The percentage of Americans who are obese (with a BMI of 30 or higher) has tripled since 1960, to 34 percent, while the incidence of extreme or "morbid" obesity (BMI above 40) has risen sixfold, to 6 percent. The percentage of overweight Americans (BMI of 25 to 29.9) has held steady: It was 34 percent in 2008 and 32 percent in 1961. What seems to have happened is that for every healthy-weight person who "graduated" into overweight, an overweight person graduated into obesity.

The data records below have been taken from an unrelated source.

use crate::{
    error::Result,
    sql::{
        cache::{CacheKey, ResultCache},
        engine::Engine,
        executor::{Executor, ResultSet, coerce_for, row_matches},
        parser::ast::Clause,
    },
};

/// Table scan executor (SELECT)
///
/// Only the first condition of the where clause is applied.
pub struct Scan {
    table_name: String,
    filter: Option<Clause>,
}

impl Scan {
    pub fn new(table_name: String, filter: Option<Clause>) -> Box<Self> {
        Box::new(Self { table_name, filter })
    }
}

impl<E: Engine> Executor<E> for Scan {
    fn execute(self: Box<Self>, engine: &mut E, cache: &mut ResultCache) -> Result<ResultSet> {
        let Scan { table_name, filter: clause } = *self;
        let table = engine.must_get_table(&table_name)?;

        let mut filter = Clause::new();
        if let Some(clause) = clause {
            if clause.len() > 1 {
                tracing::warn!(
                    table = %table_name,
                    ignored = clause.len() - 1,
                    "select applies only the first where condition"
                );
            }
            if let Some((name, value)) = clause.into_iter().next() {
                let column = table.get_column(&name)?;
                let value = coerce_for(column, value)?;
                filter.insert(name, value);
            }
        }

        let key = match filter.first() {
            Some((column, value)) => CacheKey::filtered(&table_name, column, value.clone()),
            None => CacheKey::table(&table_name),
        };
        let (rows, status) = cache.get_or_compute(key, || {
            let rows = engine.load_rows(&table_name)?;
            Ok(rows.into_iter().filter(|row| row_matches(row, &filter)).collect())
        })?;

        Ok(ResultSet::Scan {
            table_name,
            columns: table.column_names(),
            rows,
            cache: status,
        })
    }
}
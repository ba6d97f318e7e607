use crate::{error::Result, storage::Document};

/// Abstract storage engine interface (byte-level operations)
///
/// Different from sql::engine::Engine which operates on schemas and rows.
/// A document that was never written reads as `None`.
pub trait Engine {
    fn set(&mut self, doc: &Document, value: Vec<u8>) -> Result<()>;
    fn get(&mut self, doc: &Document) -> Result<Option<Vec<u8>>>;
    /// Removes a document; removing a missing document is not an error
    fn delete(&mut self, doc: &Document) -> Result<()>;
}

#[cfg(test)]
mod tests {
    use super::Engine;
    use crate::{
        config::Config,
        error::Result,
        storage::{Document, file::FileEngine, memory::MemoryEngine},
    };

    fn test_point_opt(mut eng: impl Engine) -> Result<()> {
        let users = Document::Table("users".to_string());
        assert_eq!(eng.get(&users)?, None);
        assert_eq!(eng.get(&Document::Metadata)?, None);

        eng.set(&users, vec![1, 2, 3, 4])?;
        assert_eq!(eng.get(&users)?, Some(vec![1, 2, 3, 4]));

        eng.set(&users, vec![5, 6, 7, 8])?;
        assert_eq!(eng.get(&users)?, Some(vec![5, 6, 7, 8]));

        eng.set(&Document::Metadata, b"{}".to_vec())?;
        assert_eq!(eng.get(&Document::Metadata)?, Some(b"{}".to_vec()));
        assert_eq!(eng.get(&users)?, Some(vec![5, 6, 7, 8]));

        eng.delete(&users)?;
        assert_eq!(eng.get(&users)?, None);

        // deleting twice is fine
        eng.delete(&users)?;

        eng.set(&users, vec![])?;
        assert_eq!(eng.get(&users)?, Some(vec![]));
        Ok(())
    }

    #[test]
    fn test_memory() -> Result<()> {
        test_point_opt(MemoryEngine::new())
    }

    #[test]
    fn test_file() -> Result<()> {
        let dir = tempfile::tempdir()?;
        test_point_opt(FileEngine::new(Config::new(dir.path()))?)
    }
}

Because obesity raises the risk of a host of medical conditions, from heart disease to chronic pain, the obese are absent from work more often than people of healthy weight. The most obese men take 5.9 more sick days a year; the most obese women, 9.4 days more. Obesity-related absenteeism costs employers as much as $6.4 billion a year, health economists led by Eric Finkelstein of Duke University calculated.

Even when poor health doesn't keep obese workers home, it can cut into productivity, as they grapple with pain or shortness of breath or other obstacles to working all-out. Such obesity-related "presenteeism," said Finkelstein, is also expensive. The very obese lose one month of productive work per year, costing employers an average of $3,792 per very obese male worker and $3,037 per female. Total annual cost of presenteeism due to obesity: $30 billion.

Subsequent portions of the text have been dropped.